As a reader service, grubstreet is reproducing some recent items from the "President's Page" section of the American Humour Association's website (www.aha/hahaha.org). AHA president Morty Gross has a BA in Comedical Studies from the University of Las Vegas and is the author of the forthcoming book "Humour in the 1960's: it seemed funny at the time".
Is the light bulb burned out?
The light bulb has been an almost incandescent fixture around which jokes are built. (How many CIA agents does it take to screw in a light bulb? Five - one to screw it in, two to extract a confession from the bulb, one to tape the confession, and one to destroy the evidence), But, hey, let's face it, you've got to be contemporary these days. People are increasingly looking to us in the comedy business for leadership. The world is going LED, LEED, halogen, fluorescent, and just basic green. So it seems like it's time to take the light bulb out of its socket to me (socket to me, socket to me - sorry - just promoting my new book).

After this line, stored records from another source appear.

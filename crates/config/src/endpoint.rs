// SPDX-License-Identifier: BUSL-1.1
// Copyright (c) 2026 Alfred Jean LLC

//! Endpoint blocks: listening sockets with protocol, mounts, and
//! attached services.

use serde::{Deserialize, Deserializer, Serialize};

fn default_hostnames() -> Vec<String> {
    vec!["*".to_string()]
}

fn default_mount_hostname() -> String {
    "*".to_string()
}

fn default_mount_path() -> String {
    "/*".to_string()
}

fn default_stop_grace_ms() -> u64 {
    5_000
}

/// Application-layer protocol served by an endpoint.
#[derive(Debug, Clone, Copy, PartialEq, Eq, Serialize, Deserialize)]
#[serde(rename_all = "lowercase")]
pub enum Protocol {
    /// Plain HTTP/1.1.
    Http,
    /// TLS + HTTP/1.1.
    Https,
    /// TLS + HTTP/2 with HTTP/1.1 fallback per ALPN.
    Http2,
}

impl Protocol {
    pub fn is_secure(&self) -> bool {
        !matches!(self, Protocol::Http)
    }
}

impl std::fmt::Display for Protocol {
    fn fmt(&self, f: &mut std::fmt::Formatter<'_>) -> std::fmt::Result {
        f.write_str(match self {
            Protocol::Http => "http",
            Protocol::Https => "https",
            Protocol::Http2 => "http2",
        })
    }
}

/// Listen address and port.
///
/// Short form: `interface = "0.0.0.0:8080"`.
/// Block form: `interface = { address = "0.0.0.0", port = 8080 }`.
#[derive(Debug, Clone, PartialEq, Eq, Serialize)]
pub struct InterfaceConfig {
    pub address: String,
    pub port: u16,
}

impl InterfaceConfig {
    /// The `address:port` string `TcpListener::bind` takes.
    pub fn bind_address(&self) -> String {
        format!("{}:{}", self.address, self.port)
    }
}

impl<'de> Deserialize<'de> for InterfaceConfig {
    fn deserialize<D>(deserializer: D) -> Result<Self, D::Error>
    where
        D: Deserializer<'de>,
    {
        #[derive(Deserialize)]
        #[serde(untagged)]
        enum Helper {
            Short(String),
            Block { address: String, port: u16 },
        }

        match Helper::deserialize(deserializer)? {
            Helper::Short(s) => {
                let (address, port) = s.rsplit_once(':').ok_or_else(|| {
                    serde::de::Error::custom(format!(
                        "interface must be \"address:port\": {s:?}"
                    ))
                })?;
                let port = port.parse().map_err(|_| {
                    serde::de::Error::custom(format!("invalid port in interface: {s:?}"))
                })?;
                Ok(InterfaceConfig { address: address.to_string(), port })
            }
            Helper::Block { address, port } => Ok(InterfaceConfig { address, port }),
        }
    }
}

/// One `mount { }` block: (hostname pattern, path pattern) → application.
#[derive(Debug, Clone, PartialEq, Eq, Serialize, Deserialize)]
pub struct MountConfig {
    /// Name of the application to dispatch to.
    pub application: String,
    /// Hostname pattern (default `*`).
    #[serde(default = "default_mount_hostname")]
    pub hostname: String,
    /// Path pattern (default `/*`).
    #[serde(default = "default_mount_path")]
    pub path: String,
}

/// Service attachments for an endpoint.
#[derive(Debug, Clone, Default, PartialEq, Eq, Serialize, Deserialize)]
pub struct EndpointServices {
    /// Rate-limiter service name.
    #[serde(default)]
    pub rate_limiter: Option<String>,
    /// Request-logger service name.
    #[serde(default)]
    pub request_logger: Option<String>,
}

/// One `endpoint "name" { }` block.
#[derive(Debug, Clone, Serialize, Deserialize)]
pub struct EndpointConfig {
    /// Endpoint name (injected from the block label)
    #[serde(skip)]
    pub name: String,
    /// Hostname patterns this endpoint answers for (default `["*"]`).
    #[serde(default = "default_hostnames")]
    pub hostnames: Vec<String>,
    /// Listen interface.
    pub interface: InterfaceConfig,
    /// Protocol: `http`, `https`, or `http2`.
    pub protocol: Protocol,
    /// Mounts, most-specific match wins at dispatch time.
    #[serde(rename = "mount", default, deserialize_with = "crate::one_or_many")]
    pub mounts: Vec<MountConfig>,
    /// Attached services.
    #[serde(default)]
    pub services: EndpointServices,
    /// How long `stop` waits for in-flight requests before forcing
    /// connections closed.
    #[serde(default = "default_stop_grace_ms")]
    pub stop_grace_ms: u64,
}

Let's me honest: light bulbs aren't part of the joke, they're just the platform around which jokes are built. Couldn't we build the same body of humour around, say, the tree or the solar panel? (How many hippies does it take to install a solar panel: 50 - 1 to put it on and 49 to break into a chorus of "Let the Sunshine In". How many Republicans does it take to plant a tree near the Ronald Reagan Memorial Library: it's infinite - they'll all be poisoned off - don't do it).
The AHA welcomes members' suggestions for new joke icons: the best will be published next month, and a winner drawn at random will receive an autographed picture of Mickey Rooney.
Copyright: time to flex our muscle?
Someone's cell phone rings and it sounds a riff from the Rolling Stones or ABBA. And wouldn't you know it, the band gets a royalty payment. But if someone tells you "stop me if you've heard this before", and you don't, and it's a good one, and you pass it on, what creative protection is there for the comedian who first told the joke? Yep, you guessed it, none at all. And that situation's going to have to change if we want to nurture comedy in our culture.
Performing rights organizations are vigilant in making sure that paid public performances or broadcasts yield royalty payments - and they have a field force to make sure stores, bars, pubs and the like play by the book. Why should it be any different for jokes? If someone tells a good, creative joke and someone else repeats it, there should be a royalty payment in there somewhere.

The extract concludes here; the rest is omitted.